When one grieves for the dead or for those who are suffering greatly and then subsequently tries to alleviate the situation by taking hold of maya, then surely their behavior is not laudable. For instance, if we see a tragedy caused by a natural disaster such as an earthquake or tsunami that takes many lives and leaves others stranded in desperation, it is natural to feel pity and concern. Yet if the spiritualist trained in understanding the differences between maya and spirit and the workings of karma somehow thinks that they can stop all suffering through some personal material endeavor, then their grief has led them astray. If an individual takes up a cause to help the poor and the downtrodden through only monetary efforts or the lobbying of government, the results may bring about temporary relief, but the aid does nothing to further the victims’ chances at spiritual success. Moreover, the helping individual has fallen off the path of bhakti by taking to worldly activities borne of lamentation and grief. Their consciousness will be wholly altered in the wrong direction, leaving the soul no other choice but to remain attached to maya again in the next life.
Shri Hanuman, the faithful servant of Lord Rama, faced many obstacles in the execution of his assigned tasks that constituted his service to God. On several occasions he felt overwhelmed and overburdened with fear of failure, but he nevertheless continued in his mission. Vasishtha, the venerable rishi of the Vedic tradition, once suffered the tragedy of seeing all one hundred of his children die in one day. Yet he was so tolerant that he later forgave the perpetrator, a king who had been cursed three different ways and was possessed by Rakshasas. Lord Rama, when separated from His beloved wife Sita Devi during their time on earth, gave way to extreme grief and sadness. Still, He always remained committed to dharma just to set an example for the rest of us.

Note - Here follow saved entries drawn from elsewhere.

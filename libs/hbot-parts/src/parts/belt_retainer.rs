//! # Belt Retainer
//!
//! Block holding a folded belt loop in a vertical slot. A screw driven in
//! from the side through a captive nut presses the loop against the far
//! wall.
//!
//! ```text
//!  x -->
//!  +------+-----+--+
//!  | nut  |loop |  |
//!  |=[#]==>     |  |   tension screw
//!  |      |     |  |
//! =+------+-----+--+=  flange
//! ```

use glam::DVec3;
use hbot_catalog::{Belt, Catalog, Nut, Screw};
use hbot_csg::shapes::nut_slot;
use hbot_csg::Node;
use tracing::debug;

use config::constants::{GlobalConfig, NUT_TRAP_MARGIN, SCREW_TOLERANCE};

use crate::derive::ensure_dimensions;
use crate::error::PartResult;
use crate::machine::MachineConfig;
use crate::part::{Part, PartKind};
use crate::solids::{cube, hole};

const NAME: &str = "beltretainer";

/// Play around the doubled belt in the loop slot.
const LOOP_CLEARANCE: f64 = 0.5;

/// Settings for [`BeltRetainer`].
#[derive(Debug, Clone, PartialEq)]
pub struct BeltRetainerConfig {
    pub belt: String,
    pub screw: String,
    pub clearance: GlobalConfig,
}

impl Default for BeltRetainerConfig {
    fn default() -> Self {
        Self {
            belt: "GT2".to_string(),
            screw: "M3".to_string(),
            clearance: GlobalConfig::default(),
        }
    }
}

impl BeltRetainerConfig {
    pub fn from_machine(machine: &MachineConfig) -> PartResult<Self> {
        Ok(Self {
            belt: machine.belt.clone(),
            screw: machine.screw.clone(),
            clearance: machine.clearance()?,
        })
    }
}

/// Belt loop retainer.
#[derive(Debug, Clone)]
pub struct BeltRetainer {
    pub belt: Belt,
    pub screw: Screw,
    pub nut: Nut,
    pub wall: f64,
    pub slot_width: f64,
    pub slot_height: f64,
    /// Wall holding the captive nut.
    pub nut_wall: f64,
    pub width: f64,
    pub length: f64,
    pub height: f64,
    pub flange: f64,
    /// Height of the tension screw axis.
    pub screw_height: f64,
    construction: Node,
}

impl BeltRetainer {
    pub fn new(catalog: &dyn Catalog, config: &BeltRetainerConfig) -> PartResult<Self> {
        let belt = catalog.belt(&config.belt)?;
        let screw = catalog.screw(&config.screw)?;
        let nut = catalog.nut(&config.screw)?;

        let wall = nut.height;
        let slot_width = belt.thickness * 2.0 + LOOP_CLEARANCE;
        let slot_height = belt.width + LOOP_CLEARANCE * 2.0;
        let nut_wall = nut.height + wall * 2.0;
        let width = nut_wall + slot_width + wall;
        let length = nut.width * 3.0;
        let height = slot_height + wall * 2.0;
        let flange = screw.head_diameter + wall;
        let screw_height = wall + slot_height / 2.0;
        let nut_headroom = height - screw_height - nut.width / 2.0;

        ensure_dimensions(
            NAME,
            &[
                ("slot_width", slot_width),
                ("slot_height", slot_height),
                ("nut_wall", nut_wall),
                ("length", length),
                ("flange", flange),
                ("nut_headroom", nut_headroom),
            ],
        )?;
        debug!(part = NAME, slot_width, slot_height, width, "derived belt retainer");

        let mut retainer = Self {
            belt,
            screw,
            nut,
            wall,
            slot_width,
            slot_height,
            nut_wall,
            width,
            length,
            height,
            flange,
            screw_height,
            construction: Node::union([]),
        };
        retainer.construction = retainer.construct(config)?;
        Ok(retainer)
    }

    fn construct(&self, config: &BeltRetainerConfig) -> PartResult<Node> {
        let offset = config.clearance.render_offset;
        let screw_y = self.length / 2.0;

        let block = cube(self.width, self.length, self.height)?;
        let flange = cube(self.width, self.length + self.flange * 2.0, self.wall)?
            .translated(DVec3::new(0.0, -self.flange, 0.0));
        let body = Node::union([block, flange]);

        let mut cuts = vec![
            cube(self.slot_width, self.length + 2.0 * offset, self.slot_height)?
                .translated(DVec3::new(self.nut_wall, -offset, self.wall)),
            hole(
                self.screw.outer_diameter / 2.0,
                self.nut_wall + 2.0 * offset,
                SCREW_TOLERANCE,
            )?
            .rotated(DVec3::Y, 90.0)
            .translated(DVec3::new(-offset, screw_y, self.screw_height)),
            nut_slot(
                self.nut.width,
                self.nut.height,
                self.height - self.screw_height + offset,
            )?
            .rotated(DVec3::Y, -90.0)
            .translated(DVec3::new(
                self.wall + self.nut.height + NUT_TRAP_MARGIN,
                screw_y,
                self.screw_height,
            )),
        ];
        let center_x = self.width / 2.0;
        for y in [-self.flange / 2.0, self.length + self.flange / 2.0] {
            cuts.push(
                hole(
                    self.screw.outer_diameter / 2.0,
                    self.wall + 2.0 * offset,
                    SCREW_TOLERANCE,
                )?
                .translated(DVec3::new(center_x, y, -offset)),
            );
        }

        Ok(body.subtract_all(cuts))
    }
}

impl Part for BeltRetainer {
    fn name(&self) -> &'static str {
        PartKind::BeltRetainer.name()
    }

    fn construction(&self) -> &Node {
        &self.construction
    }
}

#[cfg(test)]
mod tests {
    use super::*;
    use approx::assert_relative_eq;
    use hbot_catalog::StandardCatalog;

    fn stock() -> BeltRetainer {
        BeltRetainer::new(&StandardCatalog::builtin(), &BeltRetainerConfig::default()).unwrap()
    }

    #[test]
    fn test_gt2_loop_slot() {
        let retainer = stock();
        assert_relative_eq!(retainer.slot_width, 3.26, epsilon = 1e-12);
        assert_relative_eq!(retainer.slot_height, 7.0);
        assert_relative_eq!(retainer.screw_height, 5.9, epsilon = 1e-12);
    }

    #[test]
    fn test_nut_slot_opens_through_the_top() {
        let retainer = stock();
        let slot = &retainer.construction().children()[3];
        let bbox = slot.bounding_box();
        assert!(bbox.max.z > retainer.height);
        assert!(bbox.min.x >= retainer.wall - 1e-9);
        assert!(bbox.max.x <= retainer.nut_wall);
    }

    #[test]
    fn test_every_cut_is_kept() {
        let retainer = stock();
        // loop slot, tension screw, nut slot, two flange holes
        assert_eq!(retainer.construction().children().len(), 1 + 5);
    }
}
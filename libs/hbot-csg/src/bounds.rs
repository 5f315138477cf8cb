//! Axis-aligned bounding boxes for placed geometry.

use glam::DVec3;

use crate::transform::Placement;

/// Axis-aligned bounding box.
#[derive(Debug, Clone, Copy, PartialEq)]
pub struct BoundingBox {
    /// Minimum corner of the bounding box.
    pub min: DVec3,
    /// Maximum corner of the bounding box.
    pub max: DVec3,
}

impl BoundingBox {
    /// Creates a new bounding box from min and max points.
    pub fn new(min: DVec3, max: DVec3) -> Self {
        Self { min, max }
    }

    /// Creates an empty (inverted) bounding box.
    pub fn empty() -> Self {
        Self {
            min: DVec3::splat(f64::INFINITY),
            max: DVec3::splat(f64::NEG_INFINITY),
        }
    }

    /// Creates a bounding box that contains all given points.
    pub fn from_points(points: impl IntoIterator<Item = DVec3>) -> Self {
        points
            .into_iter()
            .fold(Self::empty(), |bbox, point| bbox.expand_to_include(point))
    }

    /// Returns true if the box encloses no point at all.
    pub fn is_empty(&self) -> bool {
        self.min.x > self.max.x || self.min.y > self.max.y || self.min.z > self.max.z
    }

    /// Returns the size (full extents) of the bounding box.
    pub fn size(&self) -> DVec3 {
        if self.is_empty() {
            DVec3::ZERO
        } else {
            self.max - self.min
        }
    }

    /// Returns the center of the bounding box.
    pub fn center(&self) -> DVec3 {
        (self.min + self.max) * 0.5
    }

    /// Returns the eight corner points.
    pub fn corners(&self) -> [DVec3; 8] {
        let (a, b) = (self.min, self.max);
        [
            DVec3::new(a.x, a.y, a.z),
            DVec3::new(b.x, a.y, a.z),
            DVec3::new(a.x, b.y, a.z),
            DVec3::new(b.x, b.y, a.z),
            DVec3::new(a.x, a.y, b.z),
            DVec3::new(b.x, a.y, b.z),
            DVec3::new(a.x, b.y, b.z),
            DVec3::new(b.x, b.y, b.z),
        ]
    }

    /// Returns a bounding box grown to include `point`.
    pub fn expand_to_include(&self, point: DVec3) -> Self {
        Self {
            min: self.min.min(point),
            max: self.max.max(point),
        }
    }

    /// Smallest box containing both boxes.
    pub fn union(&self, other: &BoundingBox) -> Self {
        Self {
            min: self.min.min(other.min),
            max: self.max.max(other.max),
        }
    }

    /// Overlap of both boxes; empty when they are disjoint.
    pub fn intersection(&self, other: &BoundingBox) -> Self {
        Self {
            min: self.min.max(other.min),
            max: self.max.min(other.max),
        }
    }

    /// Returns true if `other` lies entirely within this box.
    pub fn contains(&self, other: &BoundingBox) -> bool {
        if other.is_empty() {
            return true;
        }
        self.min.x <= other.min.x
            && self.min.y <= other.min.y
            && self.min.z <= other.min.z
            && self.max.x >= other.max.x
            && self.max.y >= other.max.y
            && self.max.z >= other.max.z
    }

    /// Returns true if both boxes share a region thicker than `tolerance`
    /// along every axis. Boxes that merely touch do not overlap.
    pub fn overlaps_volume(&self, other: &BoundingBox, tolerance: f64) -> bool {
        let overlap = self.intersection(other);
        !overlap.is_empty()
            && overlap.max.x - overlap.min.x > tolerance
            && overlap.max.y - overlap.min.y > tolerance
            && overlap.max.z - overlap.min.z > tolerance
    }

    /// Box enclosing this box after it has been moved by `placement`.
    pub fn transformed(&self, placement: &Placement) -> Self {
        if self.is_empty() {
            return *self;
        }
        if placement.rotation.is_identity() {
            return Self::new(self.min + placement.location, self.max + placement.location);
        }
        Self::from_points(self.corners().map(|corner| placement.apply(corner)))
    }
}

// =============================================================================
// TESTS
// =============================================================================

#[cfg(test)]
mod tests {
    use super::*;
    use approx::assert_relative_eq;

    fn unit() -> BoundingBox {
        BoundingBox::new(DVec3::ZERO, DVec3::ONE)
    }

    #[test]
    fn test_empty_box() {
        let empty = BoundingBox::empty();
        assert!(empty.is_empty());
        assert_eq!(empty.size(), DVec3::ZERO);
        assert!(unit().contains(&empty));
    }

    #[test]
    fn test_union_contains_both() {
        let other = BoundingBox::new(DVec3::splat(2.0), DVec3::splat(3.0));
        let merged = unit().union(&other);
        assert!(merged.contains(&unit()));
        assert!(merged.contains(&other));
    }

    #[test]
    fn test_touching_boxes_do_not_overlap() {
        let right = BoundingBox::new(DVec3::new(1.0, 0.0, 0.0), DVec3::new(2.0, 1.0, 1.0));
        assert!(!unit().overlaps_volume(&right, 1e-9));
        let shifted = BoundingBox::new(DVec3::splat(0.5), DVec3::splat(1.5));
        assert!(unit().overlaps_volume(&shifted, 1e-9));
    }

    #[test]
    fn test_transformed_by_quarter_turn() {
        let bbox = BoundingBox::new(DVec3::ZERO, DVec3::new(2.0, 1.0, 1.0));
        let moved = bbox.transformed(&Placement::from_rotation(DVec3::Z, 90.0));
        assert_relative_eq!(moved.min.x, -1.0, epsilon = 1e-12);
        assert_relative_eq!(moved.max.y, 2.0, epsilon = 1e-12);
    }
}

With any instruction provided by Krishna and the great acharyas who are ever devoted to Him, the key to understanding the philosophical points is to juxtapose them with the ultimate conclusion of full and complete surrender unto the Supreme Lord. Those who lament for the living or the dead and then take shelter of maya and the mental outlook that through fruitive activity suffering can end will have a difficult time fully surrendering unto God and ultimately choosing the spiritual world at the end of life. On the other hand, one who is wholly committed to bhakti can always see the spirit soul within every life form and thus appreciate the magnanimity of the Supreme Lord and His offer of salvation and eternal freedom in the spiritual world that always remains on the table. Through the good times and the bad, through grief, anger, lamentation and elation, the devotee always remains fixed in service to the lotus feet of the Supreme Personality of Godhead. Therefore whatever pain they feel during their journey through life never affects their mental outlook for the worse.